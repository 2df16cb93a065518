//! In-memory error log, persisted to disk once the command has finished

use anyhow::{Context, Result};
use chrono::{DateTime, Utc};
use parking_lot::Mutex;
use regex::Regex;
use std::collections::BTreeMap;
use std::fmt::{self, Write as _};
use std::fs::OpenOptions;
use std::io::Write;
use std::panic::Location;
use std::path::Path;
use std::sync::{Arc, OnceLock};

/// Log files at or above this size are truncated before the next write.
pub const FILE_ROTATION_SIZE: u64 = 5 * 1024 * 1024;

const RECORD_SEPARATOR: &str = "------------------------------\n\n";

#[derive(Debug, Clone)]
pub struct LogEntry {
    pub time: DateTime<Utc>,
    pub error: String,
    pub caller: String,
    pub context: BTreeMap<String, String>,
}

/// Append-only collection of errors seen during one invocation.
///
/// Cloning shares the underlying entries.
#[derive(Debug, Clone, Default)]
pub struct ErrorLog {
    entries: Arc<Mutex<Vec<LogEntry>>>,
}

impl ErrorLog {
    pub fn new() -> Self {
        Self::default()
    }

    #[track_caller]
    pub fn add(&self, err: &dyn fmt::Display) {
        let entry = Self::entry(err, Location::caller());
        self.entries.lock().push(entry);
    }

    #[track_caller]
    pub fn add_with_context<I, K>(&self, err: &dyn fmt::Display, ctx: I)
    where
        I: IntoIterator<Item = (K, String)>,
        K: Into<String>,
    {
        let mut entry = Self::entry(err, Location::caller());
        entry.context = ctx.into_iter().map(|(k, v)| (k.into(), v)).collect();
        self.entries.lock().push(entry);
    }

    pub fn entries(&self) -> Vec<LogEntry> {
        self.entries.lock().clone()
    }

    pub fn is_empty(&self) -> bool {
        self.entries.lock().is_empty()
    }

    fn entry(err: &dyn fmt::Display, location: &Location<'_>) -> LogEntry {
        LogEntry {
            time: Utc::now(),
            error: err.to_string(),
            caller: format!("{}:{}", location.file(), location.line()),
            context: BTreeMap::new(),
        }
    }

    /// Append the recorded entries to the log file at `path`.
    ///
    /// Does nothing when no errors were recorded.
    pub fn persist(&self, path: &Path, args: &[String]) -> Result<()> {
        let entries = self.entries();
        if entries.is_empty() {
            return Ok(());
        }

        if let Some(dir) = path.parent() {
            std::fs::create_dir_all(dir)
                .with_context(|| format!("Failed to create error log directory {:?}", dir))?;
        }

        let oversized = std::fs::metadata(path)
            .map(|m| m.len() >= FILE_ROTATION_SIZE)
            .unwrap_or(false);

        let mut file = OpenOptions::new()
            .create(true)
            .write(true)
            .append(!oversized)
            .truncate(oversized)
            .open(path)
            .with_context(|| format!("error accessing audit log file {:?}", path))?;

        let mut record = format!("\nCOMMAND:\nfastly {}\n\n", redact_tokens(&args.join(" ")));
        for entry in &entries {
            let _ = write!(
                record,
                "TIMESTAMP:\n{}\n\nERROR:\n{}\n\nCALLER:\n{}\n\n",
                entry.time.to_rfc3339(),
                redact_tokens(&entry.error),
                entry.caller
            );
            for (key, value) in &entry.context {
                let _ = writeln!(record, "  {}: {}", key, value);
            }
            record.push('\n');
        }
        record.push_str(RECORD_SEPARATOR);

        file.write_all(record.as_bytes())
            .with_context(|| format!("Failed to write error log {:?}", path))?;
        Ok(())
    }
}

fn token_patterns() -> &'static (Regex, Regex) {
    static PATTERNS: OnceLock<(Regex, Regex)> = OnceLock::new();
    PATTERNS.get_or_init(|| {
        (
            Regex::new(r"Token ([\w-]+)").expect("valid token regex"),
            Regex::new(r#"(-t|--token)(\s*=?\s*['"]?)([\w-]+)(['"]?)"#).expect("valid flag regex"),
        )
    })
}

/// Replace API tokens in `input` with `REDACTED`.
pub fn redact_tokens(input: &str) -> String {
    let (token, flag) = token_patterns();
    let out = token.replace_all(input, "Token REDACTED");
    flag.replace_all(&out, "${1}${2}REDACTED${4}").into_owned()
}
######
:: Aim of the exercise ::
Would you copy out each line of the records above where the word "Regex" occurs?

:: Exercise output ::
use regex::Regex;
fn token_patterns() -> &'static (Regex, Regex) {
    static PATTERNS: OnceLock<(Regex, Regex)> = OnceLock::new();
            Regex::new(r"Token ([\w-]+)").expect("valid token regex"),
            Regex::new(r#"(-t|--token)(\s*=?\s*['"]?)([\w-]+)(['"]?)"#).expect("valid flag regex"),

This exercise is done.